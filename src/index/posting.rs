use std::collections::HashMap;

/// Documents containing one term, with the term's frequency in each
///
/// Documents keep the order in which they were first added. A document is
/// present only with a frequency of at least one.
#[derive(Debug, Clone, Default)]
pub struct PostingList {
    entries: Vec<(String, u32)>,
    slots: HashMap<String, usize>,
}

impl PostingList {
    pub fn new() -> Self {
        Self::default()
    }

    /// Records one more occurrence of the term in `doc`
    pub fn add(&mut self, doc: &str) {
        match self.slots.get(doc) {
            Some(&slot) => self.entries[slot].1 += 1,
            None => {
                self.slots.insert(doc.to_string(), self.entries.len());
                self.entries.push((doc.to_string(), 1));
            }
        }
    }

    /// Term frequency in `doc`, zero if absent
    pub fn frequency(&self, doc: &str) -> u32 {
        self.slots
            .get(doc)
            .map(|&slot| self.entries[slot].1)
            .unwrap_or(0)
    }

    /// Number of distinct documents containing the term
    pub fn document_frequency(&self) -> usize {
        self.entries.len()
    }

    pub fn len(&self) -> usize {
        self.entries.len()
    }

    pub fn is_empty(&self) -> bool {
        self.entries.is_empty()
    }

    /// Iterates `(doc, frequency)` pairs in insertion order
    pub fn iter(&self) -> impl Iterator<Item = (&str, u32)> {
        self.entries.iter().map(|(doc, freq)| (doc.as_str(), *freq))
    }
}

impl PartialEq for PostingList {
    fn eq(&self, other: &Self) -> bool {
        self.entries == other.entries
    }
}

impl Eq for PostingList {}
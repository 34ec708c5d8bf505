use crate::config::types::Config;
use crate::config::validation::validate;
use crate::ConfigError;
use sha2::{Digest, Sha256};
use std::path::Path;

/// Loads and parses a configuration file from the given path
///
/// # Arguments
///
/// * `path` - Path to the TOML configuration file
///
/// # Returns
///
/// * `Ok(Config)` - Successfully loaded and validated configuration
/// * `Err(ConfigError)` - Failed to load, parse, or validate the configuration
pub fn load_config(path: &Path) -> Result<Config, ConfigError> {
    let content = std::fs::read_to_string(path)?;
    let config: Config = toml::from_str(&content)?;
    validate(&config)?;
    Ok(config)
}

/// Computes a SHA-256 hash of the configuration file content
///
/// Logged at startup so two runs can be compared for identical settings.
pub fn compute_config_hash(path: &Path) -> Result<String, ConfigError> {
    let content = std::fs::read_to_string(path)?;
    let mut hasher = Sha256::new();
    hasher.update(content.as_bytes());
    Ok(hex::encode(hasher.finalize()))
}

/// Loads a configuration and returns both the config and its hash
pub fn load_config_with_hash(path: &Path) -> Result<(Config, String), ConfigError> {
    let config = load_config(path)?;
    let hash = compute_config_hash(path)?;
    Ok((config, hash))
}
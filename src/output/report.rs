//! Last-query report

use crate::output::files::write_atomic;
use crate::output::traits::OutputResult;
use std::path::{Path, PathBuf};

/// File name of the query report inside the index run directory
pub const SEARCH_REPORT_FILE: &str = "last_search.txt";

/// Renders the report: `Query: <q>` followed by numbered documents
pub fn format_search_report(query: &str, ranked: &[String], limit: usize) -> String {
    let mut report = format!("Query: {}\n", query);
    for (i, doc) in ranked.iter().take(limit).enumerate() {
        report.push_str(&format!("{}. {}\n", i + 1, doc));
    }
    report
}

/// Writes the top `limit` results of a query to `last_search.txt` in `dir`
///
/// # Returns
///
/// The path of the written report
pub fn write_search_report(
    dir: &Path,
    query: &str,
    ranked: &[String],
    limit: usize,
) -> OutputResult<PathBuf> {
    let path = dir.join(SEARCH_REPORT_FILE);
    write_atomic(&path, format_search_report(query, ranked, limit).as_bytes())?;
    tracing::info!("Search results written to {}", path.display());
    Ok(path)
}

#[cfg(test)]
mod tests {
    use super::*;
    use tempfile::TempDir;

    #[test]
    fn test_format_limits_results() {
        let ranked: Vec<String> = (0..15).map(|i| format!("doc{}.html", i)).collect();
        let report = format_search_report("rust crawler", &ranked, 10);

        let lines: Vec<&str> = report.lines().collect();
        assert_eq!(lines.len(), 11);
        assert_eq!(lines[0], "Query: rust crawler");
        assert_eq!(lines[1], "1. doc0.html");
        assert_eq!(lines[10], "10. doc9.html");
    }

    #[test]
    fn test_format_no_results() {
        assert_eq!(format_search_report("nothing", &[], 10), "Query: nothing\n");
    }

    #[test]
    fn test_write_search_report() {
        let dir = TempDir::new().unwrap();
        let ranked = vec!["a.html".to_string(), "b.html".to_string()];

        let path = write_search_report(dir.path(), "cat", &ranked, 10).unwrap();
        assert_eq!(path, dir.path().join("last_search.txt"));
        assert_eq!(
            std::fs::read_to_string(path).unwrap(),
            "Query: cat\n1. a.html\n2. b.html\n"
        );
    }
}
use crate::config::types::{Config, CrawlerConfig, OutputConfig, UserAgentConfig};
use crate::ConfigError;

/// Upper bound on the configured worker pool size
const MAX_WORKERS: usize = 1024;

/// Validates the entire configuration
pub fn validate(config: &Config) -> Result<(), ConfigError> {
    validate_crawler_config(&config.crawler)?;
    validate_user_agent_config(&config.user_agent)?;
    validate_output_config(&config.output)?;
    Ok(())
}

/// Validates crawler configuration
fn validate_crawler_config(config: &CrawlerConfig) -> Result<(), ConfigError> {
    if config.max_pages < 1 {
        return Err(ConfigError::Validation(format!(
            "max_pages must be >= 1, got {}",
            config.max_pages
        )));
    }

    // workers == 0 means "derive from the host"
    if config.workers > MAX_WORKERS {
        return Err(ConfigError::Validation(format!(
            "workers must be between 0 and {}, got {}",
            MAX_WORKERS, config.workers
        )));
    }

    if config.shutdown_grace_secs < 1 {
        return Err(ConfigError::Validation(
            "shutdown_grace_secs must be >= 1".to_string(),
        ));
    }

    if config.request_timeout_secs < 1 || config.connect_timeout_secs < 1 {
        return Err(ConfigError::Validation(format!(
            "request and connect timeouts must be >= 1s, got {}s and {}s",
            config.request_timeout_secs, config.connect_timeout_secs
        )));
    }

    Ok(())
}

/// Validates user agent configuration
fn validate_user_agent_config(config: &UserAgentConfig) -> Result<(), ConfigError> {
    if config.value.trim().is_empty() {
        return Err(ConfigError::Validation(
            "user agent cannot be empty".to_string(),
        ));
    }

    Ok(())
}

/// Validates output configuration
fn validate_output_config(config: &OutputConfig) -> Result<(), ConfigError> {
    if config.data_dir.is_empty() {
        return Err(ConfigError::Validation(
            "data_dir cannot be empty".to_string(),
        ));
    }

    if config.top_k < 1 {
        return Err(ConfigError::Validation(format!(
            "top_k must be >= 1, got {}",
            config.top_k
        )));
    }

    Ok(())
}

Work instructions: The records above must be retyped in full, exactly as written.

Finished task:
filename src/index/posting.rs
use std::collections::HashMap;

/// Documents containing one term, with the term's frequency in each
///
/// Documents keep the order in which they were first added. A document is
/// present only with a frequency of at least one.
#[derive(Debug, Clone, Default)]
pub struct PostingList {
    entries: Vec<(String, u32)>,
    slots: HashMap<String, usize>,
}

impl PostingList {
    pub fn new() -> Self {
        Self::default()
    }

    /// Records one more occurrence of the term in `doc`
    pub fn add(&mut self, doc: &str) {
        match self.slots.get(doc) {
            Some(&slot) => self.entries[slot].1 += 1,
            None => {
                self.slots.insert(doc.to_string(), self.entries.len());
                self.entries.push((doc.to_string(), 1));
            }
        }
    }

    /// Term frequency in `doc`, zero if absent
    pub fn frequency(&self, doc: &str) -> u32 {
        self.slots
            .get(doc)
            .map(|&slot| self.entries[slot].1)
            .unwrap_or(0)
    }

    /// Number of distinct documents containing the term
    pub fn document_frequency(&self) -> usize {
        self.entries.len()
    }

    pub fn len(&self) -> usize {
        self.entries.len()
    }

    pub fn is_empty(&self) -> bool {
        self.entries.is_empty()
    }

    /// Iterates `(doc, frequency)` pairs in insertion order
    pub fn iter(&self) -> impl Iterator<Item = (&str, u32)> {
        self.entries.iter().map(|(doc, freq)| (doc.as_str(), *freq))
    }
}

impl PartialEq for PostingList {
    fn eq(&self, other: &Self) -> bool {
        self.entries == other.entries
    }
}

impl Eq for PostingList {}
repository 34ec708c5d8bf505
use crate::config::types::Config;
use crate::config::validation::validate;
use crate::ConfigError;
use sha2::{Digest, Sha256};
use std::path::Path;

/// Loads and parses a configuration file from the given path
///
/// # Arguments
///
/// * `path` - Path to the TOML configuration file
///
/// # Returns
///
/// * `Ok(Config)` - Successfully loaded and validated configuration
/// * `Err(ConfigError)` - Failed to load, parse, or validate the configuration
pub fn load_config(path: &Path) -> Result<Config, ConfigError> {
    let content = std::fs::read_to_string(path)?;
    let config: Config = toml::from_str(&content)?;
    validate(&config)?;
    Ok(config)
}

/// Computes a SHA-256 hash of the configuration file content
///
/// Logged at startup so two runs can be compared for identical settings.
pub fn compute_config_hash(path: &Path) -> Result<String, ConfigError> {
    let content = std::fs::read_to_string(path)?;
    let mut hasher = Sha256::new();
    hasher.update(content.as_bytes());
    Ok(hex::encode(hasher.finalize()))
}

/// Loads a configuration and returns both the config and its hash
pub fn load_config_with_hash(path: &Path) -> Result<(Config, String), ConfigError> {
    let config = load_config(path)?;
    let hash = compute_config_hash(path)?;
    Ok((config, hash))
}
filename src/output/report.rs
//! Last-query report

use crate::output::files::write_atomic;
use crate::output::traits::OutputResult;
use std::path::{Path, PathBuf};

/// File name of the query report inside the index run directory
pub const SEARCH_REPORT_FILE: &str = "last_search.txt";

/// Renders the report: `Query: <q>` followed by numbered documents
pub fn format_search_report(query: &str, ranked: &[String], limit: usize) -> String {
    let mut report = format!("Query: {}\n", query);
    for (i, doc) in ranked.iter().take(limit).enumerate() {
        report.push_str(&format!("{}. {}\n", i + 1, doc));
    }
    report
}

/// Writes the top `limit` results of a query to `last_search.txt` in `dir`
///
/// # Returns
///
/// The path of the written report
pub fn write_search_report(
    dir: &Path,
    query: &str,
    ranked: &[String],
    limit: usize,
) -> OutputResult<PathBuf> {
    let path = dir.join(SEARCH_REPORT_FILE);
    write_atomic(&path, format_search_report(query, ranked, limit).as_bytes())?;
    tracing::info!("Search results written to {}", path.display());
    Ok(path)
}

#[cfg(test)]
mod tests {
    use super::*;
    use tempfile::TempDir;

    #[test]
    fn test_format_limits_results() {
        let ranked: Vec<String> = (0..15).map(|i| format!("doc{}.html", i)).collect();
        let report = format_search_report("rust crawler", &ranked, 10);

        let lines: Vec<&str> = report.lines().collect();
        assert_eq!(lines.len(), 11);
        assert_eq!(lines[0], "Query: rust crawler");
        assert_eq!(lines[1], "1. doc0.html");
        assert_eq!(lines[10], "10. doc9.html");
    }

    #[test]
    fn test_format_no_results() {
        assert_eq!(format_search_report("nothing", &[], 10), "Query: nothing\n");
    }

    #[test]
    fn test_write_search_report() {
        let dir = TempDir::new().unwrap();
        let ranked = vec!["a.html".to_string(), "b.html".to_string()];

        let path = write_search_report(dir.path(), "cat", &ranked, 10).unwrap();
        assert_eq!(path, dir.path().join("last_search.txt"));
        assert_eq!(
            std::fs::read_to_string(path).unwrap(),
            "Query: cat\n1. a.html\n2. b.html\n"
        );
    }
}
use crate::config::types::{Config, CrawlerConfig, OutputConfig, UserAgentConfig};
use crate::ConfigError;

/// Upper bound on the configured worker pool size
const MAX_WORKERS: usize = 1024;

/// Validates the entire configuration
pub fn validate(config: &Config) -> Result<(), ConfigError> {
    validate_crawler_config(&config.crawler)?;
    validate_user_agent_config(&config.user_agent)?;
    validate_output_config(&config.output)?;
    Ok(())
}

/// Validates crawler configuration
fn validate_crawler_config(config: &CrawlerConfig) -> Result<(), ConfigError> {
    if config.max_pages < 1 {
        return Err(ConfigError::Validation(format!(
            "max_pages must be >= 1, got {}",
            config.max_pages
        )));
    }

    // workers == 0 means "derive from the host"
    if config.workers > MAX_WORKERS {
        return Err(ConfigError::Validation(format!(
            "workers must be between 0 and {}, got {}",
            MAX_WORKERS, config.workers
        )));
    }

    if config.shutdown_grace_secs < 1 {
        return Err(ConfigError::Validation(
            "shutdown_grace_secs must be >= 1".to_string(),
        ));
    }

    if config.request_timeout_secs < 1 || config.connect_timeout_secs < 1 {
        return Err(ConfigError::Validation(format!(
            "request and connect timeouts must be >= 1s, got {}s and {}s",
            config.request_timeout_secs, config.connect_timeout_secs
        )));
    }

    Ok(())
}

/// Validates user agent configuration
fn validate_user_agent_config(config: &UserAgentConfig) -> Result<(), ConfigError> {
    if config.value.trim().is_empty() {
        return Err(ConfigError::Validation(
            "user agent cannot be empty".to_string(),
        ));
    }

    Ok(())
}

/// Validates output configuration
fn validate_output_config(config: &OutputConfig) -> Result<(), ConfigError> {
    if config.data_dir.is_empty() {
        return Err(ConfigError::Validation(
            "data_dir cannot be empty".to_string(),
        ));
    }

    if config.top_k < 1 {
        return Err(ConfigError::Validation(format!(
            "top_k must be >= 1, got {}",
            config.top_k
        )));
    }

    Ok(())
}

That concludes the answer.